» What you should do
From the records below, copy each line that has the word "poetry" in it.

━━━━━━

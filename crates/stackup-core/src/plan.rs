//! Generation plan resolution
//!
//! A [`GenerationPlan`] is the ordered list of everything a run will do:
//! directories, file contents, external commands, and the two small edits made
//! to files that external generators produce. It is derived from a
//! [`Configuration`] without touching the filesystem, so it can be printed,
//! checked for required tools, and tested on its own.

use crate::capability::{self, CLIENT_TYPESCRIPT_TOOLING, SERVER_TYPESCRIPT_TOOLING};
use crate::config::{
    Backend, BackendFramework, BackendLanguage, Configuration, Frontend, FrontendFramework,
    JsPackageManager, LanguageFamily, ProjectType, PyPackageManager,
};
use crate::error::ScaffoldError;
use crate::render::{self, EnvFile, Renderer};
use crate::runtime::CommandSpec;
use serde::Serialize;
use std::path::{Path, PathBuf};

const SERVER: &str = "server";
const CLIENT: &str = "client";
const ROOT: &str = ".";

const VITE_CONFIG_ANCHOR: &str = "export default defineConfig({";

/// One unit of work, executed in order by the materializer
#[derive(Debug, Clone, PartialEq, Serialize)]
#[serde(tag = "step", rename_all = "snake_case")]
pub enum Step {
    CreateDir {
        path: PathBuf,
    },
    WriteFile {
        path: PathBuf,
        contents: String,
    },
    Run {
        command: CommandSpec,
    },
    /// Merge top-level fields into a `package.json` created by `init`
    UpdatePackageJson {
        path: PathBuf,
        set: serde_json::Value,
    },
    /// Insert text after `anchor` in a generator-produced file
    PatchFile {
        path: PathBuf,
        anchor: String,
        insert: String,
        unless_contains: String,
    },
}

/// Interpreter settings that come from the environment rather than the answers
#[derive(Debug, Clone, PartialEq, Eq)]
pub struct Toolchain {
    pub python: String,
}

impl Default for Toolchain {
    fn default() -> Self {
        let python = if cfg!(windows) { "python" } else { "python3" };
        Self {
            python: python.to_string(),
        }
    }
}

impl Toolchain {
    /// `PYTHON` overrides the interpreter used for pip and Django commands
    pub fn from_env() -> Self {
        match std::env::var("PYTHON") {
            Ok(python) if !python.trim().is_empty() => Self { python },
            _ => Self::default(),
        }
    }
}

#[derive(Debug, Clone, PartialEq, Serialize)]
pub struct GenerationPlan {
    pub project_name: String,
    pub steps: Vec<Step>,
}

━━━━━━

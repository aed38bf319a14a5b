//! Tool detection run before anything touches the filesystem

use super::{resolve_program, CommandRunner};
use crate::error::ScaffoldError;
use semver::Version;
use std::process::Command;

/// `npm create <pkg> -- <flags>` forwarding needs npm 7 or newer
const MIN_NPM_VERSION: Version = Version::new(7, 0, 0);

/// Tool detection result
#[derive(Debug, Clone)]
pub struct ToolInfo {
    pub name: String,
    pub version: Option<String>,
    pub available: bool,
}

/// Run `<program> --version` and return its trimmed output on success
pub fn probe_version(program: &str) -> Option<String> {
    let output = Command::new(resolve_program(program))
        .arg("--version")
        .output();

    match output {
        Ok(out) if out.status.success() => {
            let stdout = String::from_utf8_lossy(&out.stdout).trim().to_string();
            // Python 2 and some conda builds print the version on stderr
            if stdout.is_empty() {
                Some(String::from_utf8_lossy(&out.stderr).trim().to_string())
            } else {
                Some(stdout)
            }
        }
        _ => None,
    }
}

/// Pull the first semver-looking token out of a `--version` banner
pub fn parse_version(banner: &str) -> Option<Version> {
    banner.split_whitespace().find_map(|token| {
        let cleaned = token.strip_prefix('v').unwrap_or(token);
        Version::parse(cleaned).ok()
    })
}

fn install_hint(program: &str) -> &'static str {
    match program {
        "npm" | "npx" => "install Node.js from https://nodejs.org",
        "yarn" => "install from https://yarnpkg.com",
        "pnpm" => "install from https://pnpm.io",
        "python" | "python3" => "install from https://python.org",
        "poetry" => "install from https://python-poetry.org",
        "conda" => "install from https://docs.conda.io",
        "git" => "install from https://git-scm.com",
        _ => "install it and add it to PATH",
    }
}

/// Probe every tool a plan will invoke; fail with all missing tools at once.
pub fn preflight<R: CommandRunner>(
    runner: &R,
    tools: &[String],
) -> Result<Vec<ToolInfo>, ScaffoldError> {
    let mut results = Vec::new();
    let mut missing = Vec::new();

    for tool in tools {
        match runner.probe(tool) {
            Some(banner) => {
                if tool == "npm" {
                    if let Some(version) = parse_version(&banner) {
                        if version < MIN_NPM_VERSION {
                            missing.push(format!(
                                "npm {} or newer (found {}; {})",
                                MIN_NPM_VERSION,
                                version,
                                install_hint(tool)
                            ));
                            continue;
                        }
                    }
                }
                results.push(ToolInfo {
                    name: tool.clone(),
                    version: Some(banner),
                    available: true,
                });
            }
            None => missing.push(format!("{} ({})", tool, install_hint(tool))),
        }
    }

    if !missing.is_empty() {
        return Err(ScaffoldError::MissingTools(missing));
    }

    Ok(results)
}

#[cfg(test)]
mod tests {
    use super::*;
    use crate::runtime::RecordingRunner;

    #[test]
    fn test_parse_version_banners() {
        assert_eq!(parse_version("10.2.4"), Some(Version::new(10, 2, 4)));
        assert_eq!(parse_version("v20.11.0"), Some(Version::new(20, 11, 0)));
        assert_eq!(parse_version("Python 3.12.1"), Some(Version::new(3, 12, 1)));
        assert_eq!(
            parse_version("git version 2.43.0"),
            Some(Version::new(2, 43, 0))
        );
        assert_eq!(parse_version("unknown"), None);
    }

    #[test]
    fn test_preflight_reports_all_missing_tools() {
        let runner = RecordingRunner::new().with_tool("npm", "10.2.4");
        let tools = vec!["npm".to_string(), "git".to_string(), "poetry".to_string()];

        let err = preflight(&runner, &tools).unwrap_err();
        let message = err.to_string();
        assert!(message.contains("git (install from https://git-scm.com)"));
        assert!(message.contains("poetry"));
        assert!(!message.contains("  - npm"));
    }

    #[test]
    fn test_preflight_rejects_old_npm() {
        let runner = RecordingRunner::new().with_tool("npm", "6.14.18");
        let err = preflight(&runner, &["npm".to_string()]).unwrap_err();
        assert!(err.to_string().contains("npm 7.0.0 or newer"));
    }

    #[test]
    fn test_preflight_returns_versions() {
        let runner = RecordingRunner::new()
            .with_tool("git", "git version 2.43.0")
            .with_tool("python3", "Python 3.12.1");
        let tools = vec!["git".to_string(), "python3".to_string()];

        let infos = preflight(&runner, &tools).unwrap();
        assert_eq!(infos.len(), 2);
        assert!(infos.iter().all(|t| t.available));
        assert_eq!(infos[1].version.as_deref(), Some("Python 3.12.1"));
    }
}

━━━━━━

» Result
        "poetry" => "install from https://python-poetry.org",
        let tools = vec!["npm".to_string(), "git".to_string(), "poetry".to_string()];
        assert!(message.contains("poetry"));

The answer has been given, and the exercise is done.